---- Provided material

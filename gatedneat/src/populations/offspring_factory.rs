use super::logging::Stats;
use super::*;

/// Auxiliary type for offspring generation.
/// Handles all the tasks of generating the next
/// generation from a population's culled species,
/// according to the specified configs.
pub(super) struct OffspringFactory<'a> {
    species: &'a [Species],
    seeds: &'a [Organism],
    registry: &'a mut InnovationRegistry,
    genetic_config: &'a GeneticConfig,
    population_config: &'a PopulationConfig,
}

impl<'a> OffspringFactory<'a> {
    pub(super) fn new(
        species: &'a [Species],
        seeds: &'a [Organism],
        registry: &'a mut InnovationRegistry,
        genetic_config: &'a GeneticConfig,
        population_config: &'a PopulationConfig,
    ) -> OffspringFactory<'a> {
        OffspringFactory {
            species,
            seeds,
            registry,
            genetic_config,
            population_config,
        }
    }

    /// Generates exactly `population_size` organisms: fresh
    /// organisms, the super-champion's lineage, a clone of every
    /// species champion, and the offspring allotted to each species.
    pub(super) fn generate_offspring<R: Rng>(
        &mut self,
        superchamp: &Organism,
        population_fitness: &Stats,
        rng: &mut R,
    ) -> Vec<Organism> {
        let size = self.population_config.population_size.get();
        let mut offspring = Vec::with_capacity(size);

        self.add_fresh_organisms(&mut offspring, rng);
        self.add_superchamp_lineage(&mut offspring, superchamp, population_fitness, rng);
        offspring.extend(self.species.iter().map(|s| s.champion().clone()));

        let remaining = size.saturating_sub(offspring.len());
        let allotted_offspring = allot_offspring(self.species, remaining);
        for (species_index, &allotted) in allotted_offspring.iter().enumerate() {
            for _ in 0..allotted {
                let child = self.species_offspring(species_index, rng);
                offspring.push(child);
            }
        }

        self.fill_shortfall(&mut offspring, size, rng);
        offspring.truncate(size);
        offspring
    }

    /// Adds brand new organisms, each mutated
    /// a random number of times.
    fn add_fresh_organisms<R: Rng>(&mut self, offspring: &mut Vec<Organism>, rng: &mut R) {
        let min = self.population_config.fresh_min_mutations;
        let max = self.population_config.fresh_max_mutations.max(min);
        for _ in 0..self.population_config.fresh_organisms {
            let mut genome = Genome::new(self.genetic_config, self.registry, rng);
            for _ in 0..rng.gen_range(min..=max) {
                genome.mutate(self.registry, self.genetic_config, rng);
            }
            offspring.push(Organism::new(genome, self.registry));
        }
    }

    /// Adds the asexual offspring of the population's best organism:
    /// copies of its genome that are each mutated once, not exact
    /// clones. A best organism far ahead of the rest of the
    /// population is given a much larger share of them.
    fn add_superchamp_lineage<R: Rng>(
        &mut self,
        offspring: &mut Vec<Organism>,
        superchamp: &Organism,
        population_fitness: &Stats,
        rng: &mut R,
    ) {
        let config = self.population_config;
        let mut count = config.superchamp_offspring;
        if population_fitness.std_dev > 0.0 {
            let zscore = (superchamp.fitness() - population_fitness.mean) / population_fitness.std_dev;
            if zscore > config.superchamp_zscore_threshold {
                let takeover = (config.population_size.get() as f64
                    * config.superchamp_takeover_fraction)
                    .ceil() as usize;
                count = count.max(takeover);
                log::info!(
                    "{} is {:.2} standard deviations ahead, granting {} offspring",
                    superchamp,
                    zscore,
                    count
                );
            }
        }
        for _ in 0..count {
            offspring.push(superchamp.reproduce(None, self.registry, self.genetic_config, rng));
        }
    }

    /// Produces a single offspring from a random survivor
    /// of the species.
    fn species_offspring<R: Rng>(&mut self, species_index: usize, rng: &mut R) -> Organism {
        let species = self.species;
        let members = species[species_index].members();
        let parent = &members[rng.gen_range(0..members.len())];

        if rng.gen::<f64>() < self.population_config.mutate_only_prob {
            return parent.reproduce(None, self.registry, self.genetic_config, rng);
        }

        let co_parent = self.pick_co_parent(species_index, rng);
        let mut child = parent.reproduce(Some(co_parent), self.registry, self.genetic_config, rng);
        if rng.gen::<f64>() >= self.population_config.mate_only_prob {
            child
                .genome_mut()
                .mutate(self.registry, self.genetic_config, rng);
        }
        child
    }

    /// Picks a mate from another species' champions, the
    /// other population's seeds, or the same species.
    fn pick_co_parent<R: Rng>(&self, species_index: usize, rng: &mut R) -> &'a Organism {
        let species = self.species;
        let config = self.population_config;

        if species.len() > 1 && rng.gen::<f64>() < config.cross_species_mating_prob {
            let mut other = rng.gen_range(0..species.len() - 1);
            if other >= species_index {
                other += 1;
            }
            return species[other].champion();
        }
        let seeds = self.seeds;
        if !seeds.is_empty() && rng.gen::<f64>() < config.cross_population_mating_prob {
            return &seeds[rng.gen_range(0..seeds.len())];
        }
        let members = species[species_index].members();
        &members[rng.gen_range(0..members.len())]
    }

    /// Tops the generation up with asexual offspring of the
    /// fittest survivors, in order of decreasing fitness.
    fn fill_shortfall<R: Rng>(&mut self, offspring: &mut Vec<Organism>, size: usize, rng: &mut R) {
        if offspring.len() >= size {
            return;
        }
        let species = self.species;
        let mut survivors: Vec<&Organism> = species.iter().flat_map(|s| s.members()).collect();
        survivors.sort_by(|a, b| b.fitness().total_cmp(&a.fitness()));
        for parent in survivors.iter().cycle().take(size - offspring.len()) {
            offspring.push(parent.reproduce(None, self.registry, self.genetic_config, rng));
        }
    }
}

/// Distributes `count` offspring across species proportionally
/// to their average fitness, with at least one per species.
/// Fitnesses are shifted to be non-negative, and species share
/// equally if they all have the same fitness.
///
/// The result may exceed `count` when there are more
/// species than offspring.
pub(super) fn allot_offspring(species: &[Species], count: usize) -> Vec<usize> {
    if species.is_empty() {
        return vec![];
    }
    let fitnesses: Vec<f64> = species.iter().map(|s| s.average_fitness()).collect();
    let lowest = fitnesses.iter().copied().fold(f64::INFINITY, f64::min);
    let shifted: Vec<f64> = fitnesses.iter().map(|f| f - lowest.min(0.0)).collect();
    let total: f64 = shifted.iter().sum();

    let shares: Vec<f64> = if total > 0.0 && total.is_finite() {
        shifted.iter().map(|f| f / total * count as f64).collect()
    } else {
        vec![count as f64 / species.len() as f64; species.len()]
    };
    round_retain_sum(&shares)
        .into_iter()
        .map(|n| n.max(1))
        .collect()
}

/// Rounds all values to positive whole numbers
/// while preserving their order and sum, assuming it is also whole.
/// Rounding is done in the manner that minimizes
/// the average error to the original set of values.
pub(super) fn round_retain_sum(values: &[f64]) -> Vec<usize> {
    let total_sum = values.iter().sum::<f64>().round() as usize;
    let mut truncated: Vec<(usize, usize, f64)> = values
        .iter()
        .enumerate()
        .map(|(i, f)| {
            let u = f.floor();
            let e = f - u;
            (i, u as usize, e)
        })
        .collect();
    let truncated_sum: usize = truncated.iter().map(|(_, u, _)| *u).sum();
    let remainder = total_sum.saturating_sub(truncated_sum).min(truncated.len());
    // Sort in decreasing order of error
    truncated.sort_by(|a, b| b.2.total_cmp(&a.2));
    for (_, u, _) in &mut truncated[..remainder] {
        *u += 1;
    }
    truncated.sort_by_key(|(i, ..)| *i);
    truncated.iter().map(|(_, u, _)| *u).collect()
}
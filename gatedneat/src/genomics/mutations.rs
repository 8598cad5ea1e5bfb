use crate::genomics::{
    ActivationFunction, Connection, GeneticConfig, Genome, InnovationRegistry, MutationError, Node,
    NodeType,
};
use crate::Innovation;

use ahash::RandomState;
use rand::seq::SliceRandom;
use rand::Rng;

use std::collections::HashMap;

--------

Could you set down, word for word, only the lines above from the line with "fn fill_shortfall<R: Rng>(&mut" to the line with "one per species.", including both?

    fn fill_shortfall<R: Rng>(&mut self, offspring: &mut Vec<Organism>, size: usize, rng: &mut R) {
        if offspring.len() >= size {
            return;
        }
        let species = self.species;
        let mut survivors: Vec<&Organism> = species.iter().flat_map(|s| s.members()).collect();
        survivors.sort_by(|a, b| b.fitness().total_cmp(&a.fitness()));
        for parent in survivors.iter().cycle().take(size - offspring.len()) {
            offspring.push(parent.reproduce(None, self.registry, self.genetic_config, rng));
        }
    }
}

/// Distributes `count` offspring across species proportionally
/// to their average fitness, with at least one per species.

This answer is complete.